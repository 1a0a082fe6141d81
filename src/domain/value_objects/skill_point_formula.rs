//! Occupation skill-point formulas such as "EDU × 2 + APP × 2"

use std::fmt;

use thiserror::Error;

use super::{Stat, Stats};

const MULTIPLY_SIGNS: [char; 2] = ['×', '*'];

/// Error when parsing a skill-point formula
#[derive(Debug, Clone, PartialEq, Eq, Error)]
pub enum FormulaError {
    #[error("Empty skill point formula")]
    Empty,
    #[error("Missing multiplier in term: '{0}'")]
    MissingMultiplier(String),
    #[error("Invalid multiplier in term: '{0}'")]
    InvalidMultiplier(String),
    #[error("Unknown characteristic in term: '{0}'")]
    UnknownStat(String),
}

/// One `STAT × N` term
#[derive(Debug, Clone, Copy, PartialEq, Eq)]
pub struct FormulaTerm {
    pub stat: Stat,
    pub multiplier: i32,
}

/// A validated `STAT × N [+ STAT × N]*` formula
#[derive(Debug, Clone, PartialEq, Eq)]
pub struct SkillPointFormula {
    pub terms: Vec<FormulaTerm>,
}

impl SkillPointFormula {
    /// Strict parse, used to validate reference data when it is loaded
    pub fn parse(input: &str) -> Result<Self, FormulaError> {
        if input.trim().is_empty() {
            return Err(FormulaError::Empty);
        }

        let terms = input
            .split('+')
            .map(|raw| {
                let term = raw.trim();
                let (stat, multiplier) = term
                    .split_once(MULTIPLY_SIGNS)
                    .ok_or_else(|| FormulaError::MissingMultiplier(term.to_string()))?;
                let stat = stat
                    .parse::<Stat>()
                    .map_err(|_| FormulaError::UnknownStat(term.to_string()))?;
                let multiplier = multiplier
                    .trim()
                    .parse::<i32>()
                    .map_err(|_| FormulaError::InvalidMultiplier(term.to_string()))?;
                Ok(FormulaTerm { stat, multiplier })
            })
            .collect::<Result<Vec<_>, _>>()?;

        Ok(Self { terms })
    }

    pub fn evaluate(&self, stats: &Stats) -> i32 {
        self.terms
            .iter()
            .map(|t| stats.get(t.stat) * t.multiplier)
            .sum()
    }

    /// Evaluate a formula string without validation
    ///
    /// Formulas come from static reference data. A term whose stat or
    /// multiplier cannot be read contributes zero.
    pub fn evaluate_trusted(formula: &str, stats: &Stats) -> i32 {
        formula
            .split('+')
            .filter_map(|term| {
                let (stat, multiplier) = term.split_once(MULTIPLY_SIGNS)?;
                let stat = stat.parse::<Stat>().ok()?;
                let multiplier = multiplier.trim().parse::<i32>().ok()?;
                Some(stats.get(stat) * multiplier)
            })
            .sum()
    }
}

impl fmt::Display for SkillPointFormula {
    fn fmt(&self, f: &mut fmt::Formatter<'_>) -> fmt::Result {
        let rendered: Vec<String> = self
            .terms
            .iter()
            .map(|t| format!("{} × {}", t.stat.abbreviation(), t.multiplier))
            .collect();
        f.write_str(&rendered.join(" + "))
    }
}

--------

» WHAT THE TASK REQUIRES
Please retype, with no changes, the lines that run from the first line of the entries to the line with "pub enum FormulaError", both ends included.

» OUTPUT OF THE EXERCISE
repository 1a0a082fe6141d81
filename src/domain/value_objects/skill_point_formula.rs
//! Occupation skill-point formulas such as "EDU × 2 + APP × 2"

use std::fmt;

use thiserror::Error;

use super::{Stat, Stats};

const MULTIPLY_SIGNS: [char; 2] = ['×', '*'];

/// Error when parsing a skill-point formula
#[derive(Debug, Clone, PartialEq, Eq, Error)]
pub enum FormulaError {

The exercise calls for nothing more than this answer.